OK, apparently it had been tried to load a lot of data into an internal table (IT_AZSDSOO0600) but there hadn’t been enough free memory available for that. The error message mentions that approx. 2.5 MB had been requested, which is not really much, but not how much space was already allocated.

We also found information about what program caused this issue:

[...]
|Information on where terminated
|    Termination occurred in the ABAP program "GP4MHJ3Z311GXR3HBZEIH3F768L" - in
|     "EXPERT_ROUTINE".
|    The main program was "RSBATCH_EXECUTE_PROZESS ".
[...]

The BW-savvy folks already will have noticed that this is a generated ABAP program.
In SAP BW many activities that are specific to a certain InfoSource/Provider (e.g. loading data, transferring data…) are realized by generated ABAP programs.
These generated programs are usually based on a generic template and could often be extended with so called expert routines to implement customer specific requirements.
As we see in the error message above, this had been done here as well.
The short dump occurred right in the expert routine of the report.

This is also proven by the stack back trace resp. the list of active ABAP calls:

[...]
|Active Calls/Events
-------------------------------------------------------------------------------------------------
|No.   Ty.          Program                             Include                             Line
|      Name
-------------------------------------------------------------------------------------------------
|    7 METHOD       GP4MHJ3Z311GXR3HBZEIH3F768L         GP4MHJ3Z311GXR3HBZEIH3F768L           557
|      LCL_TRANSFORM=>EXPERT_ROUTINE
|    6 METHOD       GP4MHJ3Z311GXR3HBZEIH3F768L         GP4MHJ3Z311GXR3HBZEIH3F768L           504
|      LCL_TRANSFORM=>EXECUTE
[...]

The dump also nicely includes a snipped of the ABAP source where the error occurred (line 557):

[...]
|Source Code Extract
---------------------------------------------------------------------------
|Line |SourceCde
---------------------------------------------------------------------------
|  545|  METHOD expert_routine.
|  546|*=== Segments ===
|  547|
|  548|    FIELD-SYMBOLS:
|  549|      <SOURCE_FIELDS>    TYPE _ty_s_SC_1.
|  550|
|  551|    DATA:
|  552|      RESULT_FIELDS      TYPE _ty_s_TG_1.
|  553|    ... "insert your code here
|  554|
|  555|    if not SOURCE_PACKAGE is initial.
|  556|
|>>>>>|      select DOC_NUMBER DOC_CATEG REASON_REJ /BIC/ZCPP_NO  GROSS_WGT
|  558|        BASE_UOM NET_VALUE ITEM_CATEG UNIT_OF_WT /BIC/ZCASE_DAT
|  559|      from /BIC/AZSDSOO0600
|  560|              into corresponding fields of table it_AZSDSOO0600
|  561|        for all entries in SOURCE_PACKAGE
|  562|               where /BIC/ZCPP_NO = SOURCE_PACKAGE-/BIC/ZCPP_NO .
[...]

A hot lead

There we have it: A simple SELECT statement should have loaded data from the active
data table of an PSA/ODS into the internal table it_AZSDSOO0600.
If you check and compare this with the information a few paragraphs above, you’ll find that this is the internal table for which not enough memory was available.
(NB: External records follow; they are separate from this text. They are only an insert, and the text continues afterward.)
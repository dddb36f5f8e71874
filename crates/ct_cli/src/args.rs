//! Offline CLI argument surface.
//!
//! - No networked paths (any scheme:// and bare http:/https:/file: are rejected)
//! - `--input` is required and must be a local regular file; `--params` likewise when given
//! - Output: `--out` dir, `--render [json|html]*`
//! - `--validate-only` loads and checks inputs without scoring

use std::env;
use std::fs;
use std::path::{Path, PathBuf};

use clap::Parser;

/// Parsed CLI arguments (raw).
#[derive(Debug, Parser, Clone)]
#[command(
    name = "ct",
    disable_help_subcommand = true,
    about = "Score schools of an academic contest from a local roster file"
)]
pub struct Args {
    /// Contest JSON: schools, rosters and anonymous score lists.
    #[arg(long)]
    pub input: PathBuf,

    /// Scoring parameters JSON (team size, top-grade cap). Contest defaults when omitted.
    #[arg(long)]
    pub params: Option<PathBuf>,

    /// Output directory (default: current directory).
    #[arg(long, default_value = ".")]
    pub out: PathBuf,

    /// Report format(s) to emit next to result.json.
    #[arg(long, value_parser = ["json", "html"], num_args = 0..=2)]
    pub render: Vec<String>,

    /// Load and check inputs only; write nothing.
    #[arg(long)]
    pub validate_only: bool,

    /// Only warnings and errors on stderr.
    #[arg(long)]
    pub quiet: bool,
}

impl Args {
    pub fn wants(&self, format: &str) -> bool {
        self.render.iter().any(|r| r == format)
    }
}

/// Errors surfaced by argument validation. Messages are short and stable.
#[derive(Debug)]
pub enum CliError {
    NonLocalPath(String),
    NotFound(String),
}

impl std::fmt::Display for CliError {
    fn fmt(&self, f: &mut std::fmt::Formatter<'_>) -> std::fmt::Result {
        match self {
            CliError::NonLocalPath(p) => write!(f, "path must be local file (no scheme): {p}"),
            CliError::NotFound(p) => write!(f, "file not found: {p}"),
        }
    }
}

impl std::error::Error for CliError {}

/// Entry point used by main.rs
pub fn parse_and_validate() -> Result<Args, CliError> {
    validate(Args::parse())
}

/// Scheme and existence checks, then path normalization.
pub fn validate(mut args: Args) -> Result<Args, CliError> {
    for p in [Some(args.input.as_path()), args.params.as_deref(), Some(args.out.as_path())]
        .into_iter()
        .flatten()
    {
        ensure_local_path(p)?;
    }

    ensure_local_exists(&args.input, "--input")?;
    if let Some(p) = &args.params {
        ensure_local_exists(p, "--params")?;
    }

    args.input = normalize_path(&args.input);
    args.params = args.params.take().map(|p| normalize_path(&p));
    args.out = normalize_path(&args.out);
    Ok(args)
}

#[inline]
fn has_scheme(s: &str) -> bool {
    let lower = s.trim().to_ascii_lowercase();
    lower.contains("://") || lower.starts_with("http:") || lower.starts_with("https:") || lower.starts_with("file:")
}

#[inline]
fn ensure_local_path(p: &Path) -> Result<(), CliError> {
    match p.to_str() {
        Some(s) if has_scheme(s) => Err(CliError::NonLocalPath(s.to_string())),
        _ => Ok(()),
    }
}

fn ensure_local_exists(p: &Path, label: &'static str) -> Result<(), CliError> {
    let meta = fs::metadata(p).map_err(|_| CliError::NotFound(format!("{label} {}", p.display())))?;
    if !meta.is_file() {
        return Err(CliError::NotFound(format!("{label} {}", p.display())));
    }
    Ok(())
}

/// Absolute form of `p`; falls back to CWD-relative when it does not exist yet.
fn normalize_path(p: &Path) -> PathBuf {
    fs::canonicalize(p).unwrap_or_else(|_| {
        if p.is_absolute() {
            p.to_path_buf()
        } else {
            env::current_dir().unwrap_or_else(|_| PathBuf::from(".")).join(p)
        }
    })
}

#[cfg(test)]
mod tests {
    use super::*;

    fn args_for(input: &Path) -> Args {
        Args {
            input: input.to_path_buf(),
            params: None,
            out: PathBuf::from("out"),
            render: vec![],
            validate_only: false,
            quiet: false,
        }
    }

    #[test]
    fn ensure_local_path_rejects_schemes() {
        assert!(ensure_local_path(Path::new("http://x")).is_err());
        assert!(ensure_local_path(Path::new("file://C:/x.json")).is_err());
        assert!(ensure_local_path(Path::new("HTTPS://x/y.json")).is_err());
        assert!(ensure_local_path(Path::new(r"C:\local\file.json")).is_ok());
        assert!(ensure_local_path(Path::new("/tmp/file.json")).is_ok());
    }

    #[test]
    fn validate_requires_existing_input() {
        let dir = tempfile::tempdir().unwrap();
        let missing = dir.path().join("contest.json");
        assert!(matches!(validate(args_for(&missing)), Err(CliError::NotFound(_))));

        fs::write(&missing, "{}").unwrap();
        let ok = validate(args_for(&missing)).unwrap();
        assert!(ok.input.is_absolute());
        assert!(ok.out.is_absolute());

        let mut with_dir_params = args_for(&missing);
        with_dir_params.params = Some(dir.path().to_path_buf());
        assert!(matches!(validate(with_dir_params), Err(CliError::NotFound(_))));
    }

    #[test]
    fn render_flags_parse() {
        let a = Args::try_parse_from(["ct", "--input", "c.json", "--render", "json", "html"]).unwrap();
        assert!(a.wants("json") && a.wants("html"));
        assert!(Args::try_parse_from(["ct", "--input", "c.json", "--render", "pdf"]).is_err());
        assert!(Args::try_parse_from(["ct"]).is_err());
    }
}
//! Contest batch: every school of one contest, scored independently and ranked
//! per level.

use std::collections::BTreeMap;

use ct_core::{Level, Params, SchoolName};
use tracing::{info, warn};

use crate::school::School;
use crate::{PipelineError, PipelineResult};

/// One row of a level's standings.
#[derive(Clone, Debug, PartialEq, Eq)]
pub struct Standing {
    /// Competition rank: equal totals share a rank and the next rank skips.
    pub rank: usize,
    pub name: SchoolName,
    pub total: i64,
}

/// Schools keyed by name (canonical order).
#[derive(Clone, Debug, Default)]
pub struct Contest {
    schools: BTreeMap<SchoolName, School>,
}

impl Contest {
    pub fn new() -> Self { Self::default() }

    /// Add a school; a second school with the same name is rejected.
    pub fn add_school(&mut self, school: School) -> PipelineResult<()> {
        if self.schools.contains_key(school.name()) {
            return Err(PipelineError::DuplicateSchool(school.name().to_string()));
        }
        self.schools.insert(school.name().clone(), school);
        Ok(())
    }

    pub fn school(&self, name: &SchoolName) -> Option<&School> { self.schools.get(name) }

    pub fn school_mut(&mut self, name: &SchoolName) -> Option<&mut School> { self.schools.get_mut(name) }

    /// Schools in name order.
    pub fn schools(&self) -> impl Iterator<Item = &School> { self.schools.values() }

    pub fn len(&self) -> usize { self.schools.len() }

    pub fn is_empty(&self) -> bool { self.schools.is_empty() }

    /// Levels that have at least one school, in `Level::ALL` order.
    pub fn levels(&self) -> Vec<Level> {
        Level::ALL
            .into_iter()
            .filter(|l| self.schools.values().any(|s| s.level() == *l))
            .collect()
    }

    /// Score every school (name order). Parameters are validated first.
    pub fn score_all(&mut self, params: &Params) -> PipelineResult<()> {
        params.validate_domains()?;
        for school in self.schools.values_mut() {
            for idx in school.out_of_range_students() {
                let st = &school.students()[idx];
                warn!(
                    school = %school.name(),
                    student = %st.name,
                    grade = st.grade,
                    level = %school.level(),
                    "student grade outside level range"
                );
            }
            school.calculate_scores(params)?;
        }
        info!(schools = self.schools.len(), "contest scored");
        Ok(())
    }

    /// Standings for `level`: total descending, then name ascending.
    ///
    /// Every school of the level must have been aggregated.
    pub fn standings(&self, level: Level) -> PipelineResult<Vec<Standing>> {
        let mut rows: Vec<(SchoolName, i64)> = Vec::new();
        for school in self.schools.values().filter(|s| s.level() == level) {
            rows.push((school.name().clone(), school.total_score()?));
        }
        rows.sort_by(|a, b| b.1.cmp(&a.1).then_with(|| a.0.cmp(&b.0)));

        let mut out: Vec<Standing> = Vec::with_capacity(rows.len());
        for (i, (name, total)) in rows.into_iter().enumerate() {
            let rank = match out.last() {
                Some(prev) if prev.total == total => prev.rank,
                _ => i + 1,
            };
            out.push(Standing { rank, name, total });
        }
        Ok(out)
    }
}

#[cfg(test)]
mod tests {
    use super::*;
    use ct_core::{Score, Student, Subject, Test};

    fn name(s: &str) -> SchoolName { s.parse().expect("name") }

    fn school_with_n(n: &str, level: Level, n_score: i32) -> School {
        let mut s = School::new(name(n), level);
        let grade = level.low_grade();
        s.add_student(Student::new("solo", grade).with_score(Subject::N, n_score));
        s
    }

    #[test]
    fn duplicate_names_rejected() {
        let mut c = Contest::new();
        c.add_school(School::new(name("A"), Level::Middle)).unwrap();
        let err = c.add_school(School::new(name("A"), Level::High)).unwrap_err();
        assert_eq!(err, PipelineError::DuplicateSchool("A".into()));
        assert_eq!(c.len(), 1);
    }

    #[test]
    fn standings_rank_ties_share_rank() {
        let mut c = Contest::new();
        c.add_school(school_with_n("B", Level::Middle, 50)).unwrap();
        c.add_school(school_with_n("A", Level::Middle, 50)).unwrap();
        c.add_school(school_with_n("C", Level::Middle, 70)).unwrap();
        c.add_school(school_with_n("D", Level::Middle, 10)).unwrap();
        c.add_school(school_with_n("H", Level::High, 99)).unwrap();
        c.score_all(&Params::default()).unwrap();

        let rows = c.standings(Level::Middle).unwrap();
        let got: Vec<(usize, &str, i64)> =
            rows.iter().map(|r| (r.rank, r.name.as_str(), r.total)).collect();
        assert_eq!(got, vec![(1, "C", 70), (2, "A", 50), (2, "B", 50), (4, "D", 10)]);

        let high = c.standings(Level::High).unwrap();
        assert_eq!(high.len(), 1);
        assert_eq!(c.levels(), vec![Level::Middle, Level::High]);
    }

    #[test]
    fn standings_require_scoring() {
        let mut c = Contest::new();
        c.add_school(school_with_n("A", Level::High, 1)).unwrap();
        assert_eq!(c.standings(Level::High), Err(PipelineError::NotAggregated));
        assert_eq!(c.standings(Level::Middle), Ok(vec![]));
    }

    #[test]
    fn invalid_params_rejected_before_scoring() {
        let mut c = Contest::new();
        c.add_school(school_with_n("A", Level::High, 1)).unwrap();
        let bad = Params { team_size: 2, top_grade_cap: 5 };
        assert!(matches!(c.score_all(&bad), Err(PipelineError::Params(_))));
        assert!(c.school(&name("A")).unwrap().total_score().is_err());
    }

    #[test]
    fn school_mut_allows_late_anonymous_lists() {
        let mut c = Contest::new();
        c.add_school(School::new(name("A"), Level::Middle)).unwrap();
        let t: Test = "S8".parse().unwrap();
        c.school_mut(&name("A")).unwrap().add_anon_scores(t, vec![Score::new(10)]);
        c.score_all(&Params::default()).unwrap();
        // 10·8/5 = 16
        assert_eq!(c.school(&name("A")).unwrap().total_score(), Ok(16));
    }
}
So, we have a pretty hot lead here!

The next thing to check is of course to check how many rows do we expect to be returned from the source table /BIC/AZSDSOO0600?
The table itself isn’t that big: a quick look at the CBO statistics reveals that the table contains around 268.006 rows.

Could this already be too much?

By reproducing the issue we had been able to get some more details about the size of internal table before the dump occurs:

[...]
IT_AZSDSOO0600
Table IT_24841[51189146x104]
[...]

WOW!

For some reason we managed to select 51.189.146 rows from a table that only contains 268.006 rows.
How is that possible?
Besides that, there is also a WHERE condition with a restriction in place, so we would have expected less rows.
Checking the WHERE condition is in fact key to the solution of this problem.

The customer used the FOR ALL ENTRIES clause in this case which is a SQL feature specific to ABAP.
It allows you to fill a internal table, like SOURCE_PACKAGE in this case, with the values you want to select and hand this to the database without the need of making up a IN LIST yourself.
This is a nice treat to the ABAP developer and a good thing for the database, since the database interface layer plays a nice trick with this statement.

Instead of just creating a possibly super large IN LIST, the db interface automatically loops over the internal table and creates many SQL statements with small IN LISTS, like this:

SELECT
[...]
FROM
"/BIC/AZSDSOO0600"
WHERE
"/BIC/ZCPP_NO" IN ( :A0 , :A1 , :A2 , :A3 , :A4 )

During the execution of the ABAP SQL statement the database interface grabs chunks of 5 values from the internal table (SOURCE_PACKAGE) and executes the same statement over and over again, until all values had been used.
Since the same statement is reused very often, the parsing effort on database level is minimized and due to the short IN LIST the memory consumption for the parsing is also kept very small.

As the documentation for the FOR ALL ENTRIES clause explains, the database interface also takes care of making the lines of the total result unique.

So far so good – but still we don’t know why there was a multiplication of result rows in our case.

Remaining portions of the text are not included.